Every line that holds the word "TypecastTtsClient" needs to be copied from the data below.

▽

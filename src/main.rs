//! Talkback - 语音对话服务
//!
//! 录音 -> Whisper 识别 -> Chat 回复 -> Typecast 合成 -> 浏览器播放

use std::sync::Arc;

use talkback::application::{SpeechSynthesizerPort, TurnPipeline};
use talkback::config::{load_config, print_config, AppConfig, SynthesisProvider};
use talkback::infrastructure::adapters::{
    FakeTtsClient, FakeTtsClientConfig, FileAudioStorage, OpenAiChatClient, OpenAiChatConfig,
    TypecastClientConfig, TypecastTtsClient, WhisperClient, WhisperClientConfig,
};
use talkback::infrastructure::events::EventPublisher;
use talkback::infrastructure::http::{AppState, HttpServer, ServerConfig};
use talkback::infrastructure::memory::InMemoryConversationStore;

#[tokio::main]
async fn main() -> anyhow::Result<()> {
    // .env 中的 OPENAI_API_KEY / TYPECAST_API_KEY
    dotenvy::dotenv().ok();

    // 加载配置（优先级：环境变量 > 配置文件 > 默认值）
    let config = load_config().map_err(|e| anyhow::anyhow!("Failed to load config: {}", e))?;

    init_tracing(&config);

    tracing::info!("Talkback - 语音对话服务");
    print_config(&config);

    // 合成音频存储
    let storage = Arc::new(FileAudioStorage::new(&config.storage.audio_dir).await?);

    // 语音识别
    let stt = Arc::new(WhisperClient::new(WhisperClientConfig {
        base_url: config.openai.base_url.clone(),
        api_key: config.openai.api_key.clone(),
        model: config.openai.stt_model.clone(),
        timeout_secs: config.openai.timeout_secs,
    })?);

    // 对话补全
    let chat = Arc::new(OpenAiChatClient::new(OpenAiChatConfig {
        base_url: config.openai.base_url.clone(),
        api_key: config.openai.api_key.clone(),
        model: config.chat.model.clone(),
        temperature: config.chat.temperature,
        max_tokens: config.chat.max_tokens,
        timeout_secs: config.openai.timeout_secs,
    })?);

    // 语音合成
    let synthesizer: Arc<dyn SpeechSynthesizerPort> = match config.synthesis.provider {
        SynthesisProvider::Typecast => {
            let tts_config = TypecastClientConfig::new(
                &config.synthesis.base_url,
                &config.synthesis.api_key,
            )
            .with_timeout(config.synthesis.timeout_secs)
            .with_poll_policy(config.synthesis.poll.policy());
            Arc::new(TypecastTtsClient::new(tts_config, storage.clone())?)
        }
        // 离线合成器（测试用，始终返回固定音频）
        SynthesisProvider::Fake => {
            let tts_config = FakeTtsClientConfig {
                audio_file_path: config.synthesis.fake_audio_file.clone(),
                ..Default::default()
            };
            Arc::new(FakeTtsClient::new(tts_config, storage.clone())?)
        }
    };

    // 创建事件发布器
    let event_publisher = EventPublisher::new().arc();

    // 单轮对话编排
    let pipeline = Arc::new(TurnPipeline::new(
        chat,
        stt,
        synthesizer,
        event_publisher.clone(),
        config.synthesis.voice_settings(),
        config.chat.system_prompt.clone(),
    ));

    // 创建 HTTP 服务器
    let mut server_config = ServerConfig::new(&config.server.host, config.server.port);
    if config.server.static_files.enabled {
        server_config = server_config.with_static_files(
            &config.server.static_files.dir,
            &config.server.static_files.path,
        );
    }

    let state = AppState::new(
        InMemoryConversationStore::new().arc(),
        storage,
        pipeline,
        event_publisher,
    )
    .with_max_upload_size(config.storage.max_upload_size as usize);

    let server = HttpServer::new(server_config, state);

    tracing::info!("Starting HTTP server...");

    // 启动服务器（带优雅关闭）
    server
        .run_with_shutdown(async {
            if let Err(e) = tokio::signal::ctrl_c().await {
                tracing::error!(error = %e, "Failed to listen for ctrl-c");
                std::future::pending::<()>().await;
            }
            tracing::info!("Received shutdown signal");
        })
        .await?;

    tracing::info!("Server shutdown complete");

    Ok(())
}

/// 初始化日志，RUST_LOG 优先于配置
fn init_tracing(config: &AppConfig) {
    let log_filter = format!(
        "{},talkback={},tower_http=debug",
        config.log.level, config.log.level
    );
    let filter = tracing_subscriber::EnvFilter::try_from_default_env()
        .unwrap_or_else(|_| tracing_subscriber::EnvFilter::new(&log_filter));

    if config.log.json {
        tracing_subscriber::fmt()
            .json()
            .with_env_filter(filter)
            .init();
    } else {
        tracing_subscriber::fmt().with_env_filter(filter).init();
    }
}
//! Configuration Module
//!
//! 提供应用配置管理功能，支持多层级配置来源：
//! - 环境变量（最高优先级）
//! - 配置文件（TOML 格式）
//! - 默认值（最低优先级）

mod loader;
mod types;

pub use loader::{load_config, load_config_from_path, load_config_with_env, print_config, ConfigError};
pub use types::{
    AppConfig, ChatConfig, LogConfig, OpenAiConfig, PollConfig, ServerConfig, StaticFilesConfig,
    StorageConfig, SynthesisConfig, SynthesisProvider,
};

△

Response area »
    TypecastClientConfig, TypecastTtsClient, WhisperClient, WhisperClientConfig,
            Arc::new(TypecastTtsClient::new(tts_config, storage.clone())?)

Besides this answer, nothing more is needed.